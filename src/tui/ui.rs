//! UI rendering for the TUI.

use ratatui::{
    layout::{Alignment, Constraint, Direction, Layout, Rect},
    style::{Color, Modifier, Style},
    text::{Line, Span},
    widgets::{Block, Borders, Clear, Gauge, Paragraph},
    Frame,
};

use crate::features::focus::{Phase, TimerSnapshot};
use crate::tui::app::{App, SettingsForm, FORM_LABELS};
use crate::tui::event::HELP;

/// Height of a block digit.
const GLYPH_HEIGHT: usize = 5;

/// Render the application UI.
pub fn render(frame: &mut Frame<'_>, app: &App) {
    let snapshot = app.snapshot();

    // Create layout: header, clock, sessions, progress, modes, status bar
    let chunks = Layout::default()
        .direction(Direction::Vertical)
        .constraints([
            Constraint::Length(3), // Header
            Constraint::Min(7),    // Clock
            Constraint::Length(1), // Sessions
            Constraint::Length(3), // Progress
            Constraint::Length(3), // Quick modes
            Constraint::Length(1), // Status bar
        ])
        .split(frame.area());

    render_header(frame, &snapshot, chunks[0]);
    render_clock(frame, &snapshot, chunks[1]);
    render_sessions(frame, &snapshot, chunks[2]);
    render_progress(frame, &snapshot, chunks[3]);
    render_modes(frame, &snapshot, chunks[4]);
    render_status_bar(frame, app, chunks[5]);

    if let Some(form) = &app.form {
        render_form(frame, form);
    }
}

const fn phase_color(phase: Phase) -> Color {
    match phase {
        Phase::Work => Color::Red,
        Phase::ShortBreak => Color::Green,
        Phase::LongBreak => Color::Blue,
    }
}

/// Render the header.
fn render_header(frame: &mut Frame<'_>, snapshot: &TimerSnapshot, area: Rect) {
    let state = if snapshot.is_running { "running" } else { "paused" };
    let title = format!(" {} ({state}) ", snapshot.phase);
    let color = phase_color(snapshot.phase);

    let header = Paragraph::new(title)
        .style(Style::default().fg(color).add_modifier(Modifier::BOLD))
        .block(
            Block::default()
                .borders(Borders::ALL)
                .border_style(Style::default().fg(color)),
        );

    frame.render_widget(header, area);
}

/// Render the remaining time in block digits.
fn render_clock(frame: &mut Frame<'_>, snapshot: &TimerSnapshot, area: Rect) {
    let style = Style::default()
        .fg(phase_color(snapshot.phase))
        .add_modifier(Modifier::BOLD);

    let mut lines: Vec<Line<'_>> = big_text(&snapshot.clock)
        .into_iter()
        .map(|row| Line::from(Span::styled(row, style)))
        .collect();

    // Vertically center within the available rows
    let padding = usize::from(area.height).saturating_sub(GLYPH_HEIGHT) / 2;
    for _ in 0..padding {
        lines.insert(0, Line::from(""));
    }

    frame.render_widget(Paragraph::new(lines).alignment(Alignment::Center), area);
}

/// Render the completed session count.
fn render_sessions(frame: &mut Frame<'_>, snapshot: &TimerSnapshot, area: Rect) {
    let line = Line::from(vec![
        Span::raw("Sessions completed: "),
        Span::styled(
            snapshot.completed_work_sessions.to_string(),
            Style::default().add_modifier(Modifier::BOLD),
        ),
        Span::styled(
            format!(
                "   long break in {} session{}",
                snapshot.sessions_until_long_break,
                if snapshot.sessions_until_long_break == 1 { "" } else { "s" }
            ),
            Style::default().fg(Color::DarkGray),
        ),
    ]);

    frame.render_widget(Paragraph::new(line).alignment(Alignment::Center), area);
}

/// Render elapsed share of the current phase.
fn render_progress(frame: &mut Frame<'_>, snapshot: &TimerSnapshot, area: Rect) {
    let progress = snapshot.progress();
    let gauge = Gauge::default()
        .block(Block::default().borders(Borders::ALL))
        .gauge_style(Style::default().fg(phase_color(snapshot.phase)))
        .ratio(progress)
        .label(format!("{:.0}%", progress * 100.0));

    frame.render_widget(gauge, area);
}

/// Render the quick-mode buttons.
fn render_modes(frame: &mut Frame<'_>, snapshot: &TimerSnapshot, area: Rect) {
    let spans: Vec<Span<'_>> = Phase::ALL
        .iter()
        .enumerate()
        .flat_map(|(i, phase)| {
            let label = format!(" {} {} ", i + 1, phase.short_name());
            let style = if *phase == snapshot.phase {
                Style::default()
                    .fg(Color::Black)
                    .bg(phase_color(*phase))
                    .add_modifier(Modifier::BOLD)
            } else {
                Style::default().fg(phase_color(*phase))
            };
            [Span::styled(label, style), Span::raw("  ")]
        })
        .collect();

    let modes = Paragraph::new(Line::from(spans))
        .alignment(Alignment::Center)
        .block(Block::default().borders(Borders::ALL).title(" Mode "));

    frame.render_widget(modes, area);
}

/// Render the status bar.
fn render_status_bar(frame: &mut Frame<'_>, app: &App, area: Rect) {
    let status_text = if app.form.is_some() {
        "Tab:next field | Enter:save | Esc:cancel"
    } else {
        app.status.as_deref().unwrap_or(HELP)
    };

    let status = Paragraph::new(status_text).style(Style::default().fg(Color::DarkGray));

    frame.render_widget(status, area);
}

/// Render the settings form as a centered popup.
fn render_form(frame: &mut Frame<'_>, form: &SettingsForm) {
    let area = centered_rect(50, 10, frame.area());

    let lines: Vec<Line<'_>> = FORM_LABELS
        .iter()
        .zip(form.fields.iter())
        .enumerate()
        .flat_map(|(i, (label, value))| {
            let focused = i == form.focused;
            let value_style = if focused {
                Style::default().fg(Color::Black).bg(Color::Yellow)
            } else {
                Style::default().add_modifier(Modifier::UNDERLINED)
            };
            let marker = if focused { "> " } else { "  " };
            [
                Line::from(vec![
                    Span::raw(format!("{marker}{label:<28}")),
                    Span::styled(format!(" {value:<6}"), value_style),
                ]),
                Line::from(""),
            ]
        })
        .collect();

    let popup = Paragraph::new(lines).block(
        Block::default()
            .borders(Borders::ALL)
            .title(" Settings ")
            .border_style(Style::default().fg(Color::Yellow)),
    );

    frame.render_widget(Clear, area);
    frame.render_widget(popup, area);
}

/// A `width` x `height` rectangle centered in `area`, clipped to fit.
fn centered_rect(width: u16, height: u16, area: Rect) -> Rect {
    let width = width.min(area.width);
    let height = height.min(area.height);
    Rect {
        x: area.x + (area.width - width) / 2,
        y: area.y + (area.height - height) / 2,
        width,
        height,
    }
}

/// Block-digit rows for a `MM:SS` string.
fn big_text(text: &str) -> Vec<String> {
    let mut rows = vec![String::new(); GLYPH_HEIGHT];
    for c in text.chars() {
        let glyph = glyph(c);
        for (row, part) in rows.iter_mut().zip(glyph.iter()) {
            if !row.is_empty() {
                row.push(' ');
            }
            row.push_str(part);
        }
    }
    rows
}

const fn glyph(c: char) -> [&'static str; GLYPH_HEIGHT] {
    match c {
        '0' => ["███", "█ █", "█ █", "█ █", "███"],
        '1' => ["  █", "  █", "  █", "  █", "  █"],
        '2' => ["███", "  █", "███", "█  ", "███"],
        '3' => ["███", "  █", "███", "  █", "███"],
        '4' => ["█ █", "█ █", "███", "  █", "  █"],
        '5' => ["███", "█  ", "███", "  █", "███"],
        '6' => ["███", "█  ", "███", "█ █", "███"],
        '7' => ["███", "  █", "  █", "  █", "  █"],
        '8' => ["███", "█ █", "███", "█ █", "███"],
        '9' => ["███", "█ █", "███", "  █", "███"],
        ':' => [" ", "█", " ", "█", " "],
        _ => ["   ", "   ", "   ", "   ", "   "],
    }
}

************

*ASSIGNED TASK:* Write every line of the material above again, exactly.

*EXERCISE RESULT:*
filename src/tui/ui.rs
//! UI rendering for the TUI.

use ratatui::{
    layout::{Alignment, Constraint, Direction, Layout, Rect},
    style::{Color, Modifier, Style},
    text::{Line, Span},
    widgets::{Block, Borders, Clear, Gauge, Paragraph},
    Frame,
};

use crate::features::focus::{Phase, TimerSnapshot};
use crate::tui::app::{App, SettingsForm, FORM_LABELS};
use crate::tui::event::HELP;

/// Height of a block digit.
const GLYPH_HEIGHT: usize = 5;

/// Render the application UI.
pub fn render(frame: &mut Frame<'_>, app: &App) {
    let snapshot = app.snapshot();

    // Create layout: header, clock, sessions, progress, modes, status bar
    let chunks = Layout::default()
        .direction(Direction::Vertical)
        .constraints([
            Constraint::Length(3), // Header
            Constraint::Min(7),    // Clock
            Constraint::Length(1), // Sessions
            Constraint::Length(3), // Progress
            Constraint::Length(3), // Quick modes
            Constraint::Length(1), // Status bar
        ])
        .split(frame.area());

    render_header(frame, &snapshot, chunks[0]);
    render_clock(frame, &snapshot, chunks[1]);
    render_sessions(frame, &snapshot, chunks[2]);
    render_progress(frame, &snapshot, chunks[3]);
    render_modes(frame, &snapshot, chunks[4]);
    render_status_bar(frame, app, chunks[5]);

    if let Some(form) = &app.form {
        render_form(frame, form);
    }
}

const fn phase_color(phase: Phase) -> Color {
    match phase {
        Phase::Work => Color::Red,
        Phase::ShortBreak => Color::Green,
        Phase::LongBreak => Color::Blue,
    }
}

/// Render the header.
fn render_header(frame: &mut Frame<'_>, snapshot: &TimerSnapshot, area: Rect) {
    let state = if snapshot.is_running { "running" } else { "paused" };
    let title = format!(" {} ({state}) ", snapshot.phase);
    let color = phase_color(snapshot.phase);

    let header = Paragraph::new(title)
        .style(Style::default().fg(color).add_modifier(Modifier::BOLD))
        .block(
            Block::default()
                .borders(Borders::ALL)
                .border_style(Style::default().fg(color)),
        );

    frame.render_widget(header, area);
}

/// Render the remaining time in block digits.
fn render_clock(frame: &mut Frame<'_>, snapshot: &TimerSnapshot, area: Rect) {
    let style = Style::default()
        .fg(phase_color(snapshot.phase))
        .add_modifier(Modifier::BOLD);

    let mut lines: Vec<Line<'_>> = big_text(&snapshot.clock)
        .into_iter()
        .map(|row| Line::from(Span::styled(row, style)))
        .collect();

    // Vertically center within the available rows
    let padding = usize::from(area.height).saturating_sub(GLYPH_HEIGHT) / 2;
    for _ in 0..padding {
        lines.insert(0, Line::from(""));
    }

    frame.render_widget(Paragraph::new(lines).alignment(Alignment::Center), area);
}

/// Render the completed session count.
fn render_sessions(frame: &mut Frame<'_>, snapshot: &TimerSnapshot, area: Rect) {
    let line = Line::from(vec![
        Span::raw("Sessions completed: "),
        Span::styled(
            snapshot.completed_work_sessions.to_string(),
            Style::default().add_modifier(Modifier::BOLD),
        ),
        Span::styled(
            format!(
                "   long break in {} session{}",
                snapshot.sessions_until_long_break,
                if snapshot.sessions_until_long_break == 1 { "" } else { "s" }
            ),
            Style::default().fg(Color::DarkGray),
        ),
    ]);

    frame.render_widget(Paragraph::new(line).alignment(Alignment::Center), area);
}

/// Render elapsed share of the current phase.
fn render_progress(frame: &mut Frame<'_>, snapshot: &TimerSnapshot, area: Rect) {
    let progress = snapshot.progress();
    let gauge = Gauge::default()
        .block(Block::default().borders(Borders::ALL))
        .gauge_style(Style::default().fg(phase_color(snapshot.phase)))
        .ratio(progress)
        .label(format!("{:.0}%", progress * 100.0));

    frame.render_widget(gauge, area);
}

/// Render the quick-mode buttons.
fn render_modes(frame: &mut Frame<'_>, snapshot: &TimerSnapshot, area: Rect) {
    let spans: Vec<Span<'_>> = Phase::ALL
        .iter()
        .enumerate()
        .flat_map(|(i, phase)| {
            let label = format!(" {} {} ", i + 1, phase.short_name());
            let style = if *phase == snapshot.phase {
                Style::default()
                    .fg(Color::Black)
                    .bg(phase_color(*phase))
                    .add_modifier(Modifier::BOLD)
            } else {
                Style::default().fg(phase_color(*phase))
            };
            [Span::styled(label, style), Span::raw("  ")]
        })
        .collect();

    let modes = Paragraph::new(Line::from(spans))
        .alignment(Alignment::Center)
        .block(Block::default().borders(Borders::ALL).title(" Mode "));

    frame.render_widget(modes, area);
}

/// Render the status bar.
fn render_status_bar(frame: &mut Frame<'_>, app: &App, area: Rect) {
    let status_text = if app.form.is_some() {
        "Tab:next field | Enter:save | Esc:cancel"
    } else {
        app.status.as_deref().unwrap_or(HELP)
    };

    let status = Paragraph::new(status_text).style(Style::default().fg(Color::DarkGray));

    frame.render_widget(status, area);
}

/// Render the settings form as a centered popup.
fn render_form(frame: &mut Frame<'_>, form: &SettingsForm) {
    let area = centered_rect(50, 10, frame.area());

    let lines: Vec<Line<'_>> = FORM_LABELS
        .iter()
        .zip(form.fields.iter())
        .enumerate()
        .flat_map(|(i, (label, value))| {
            let focused = i == form.focused;
            let value_style = if focused {
                Style::default().fg(Color::Black).bg(Color::Yellow)
            } else {
                Style::default().add_modifier(Modifier::UNDERLINED)
            };
            let marker = if focused { "> " } else { "  " };
            [
                Line::from(vec![
                    Span::raw(format!("{marker}{label:<28}")),
                    Span::styled(format!(" {value:<6}"), value_style),
                ]),
                Line::from(""),
            ]
        })
        .collect();

    let popup = Paragraph::new(lines).block(
        Block::default()
            .borders(Borders::ALL)
            .title(" Settings ")
            .border_style(Style::default().fg(Color::Yellow)),
    );

    frame.render_widget(Clear, area);
    frame.render_widget(popup, area);
}

/// A `width` x `height` rectangle centered in `area`, clipped to fit.
fn centered_rect(width: u16, height: u16, area: Rect) -> Rect {
    let width = width.min(area.width);
    let height = height.min(area.height);
    Rect {
        x: area.x + (area.width - width) / 2,
        y: area.y + (area.height - height) / 2,
        width,
        height,
    }
}

/// Block-digit rows for a `MM:SS` string.
fn big_text(text: &str) -> Vec<String> {
    let mut rows = vec![String::new(); GLYPH_HEIGHT];
    for c in text.chars() {
        let glyph = glyph(c);
        for (row, part) in rows.iter_mut().zip(glyph.iter()) {
            if !row.is_empty() {
                row.push(' ');
            }
            row.push_str(part);
        }
    }
    rows
}

const fn glyph(c: char) -> [&'static str; GLYPH_HEIGHT] {
    match c {
        '0' => ["███", "█ █", "█ █", "█ █", "███"],
        '1' => ["  █", "  █", "  █", "  █", "  █"],
        '2' => ["███", "  █", "███", "█  ", "███"],
        '3' => ["███", "  █", "███", "  █", "███"],
        '4' => ["█ █", "█ █", "███", "  █", "  █"],
        '5' => ["███", "█  ", "███", "  █", "███"],
        '6' => ["███", "█  ", "███", "█ █", "███"],
        '7' => ["███", "  █", "  █", "  █", "  █"],
        '8' => ["███", "█ █", "███", "█ █", "███"],
        '9' => ["███", "█ █", "███", "  █", "███"],
        ':' => [" ", "█", " ", "█", " "],
        _ => ["   ", "   ", "   ", "   ", "   "],
    }
}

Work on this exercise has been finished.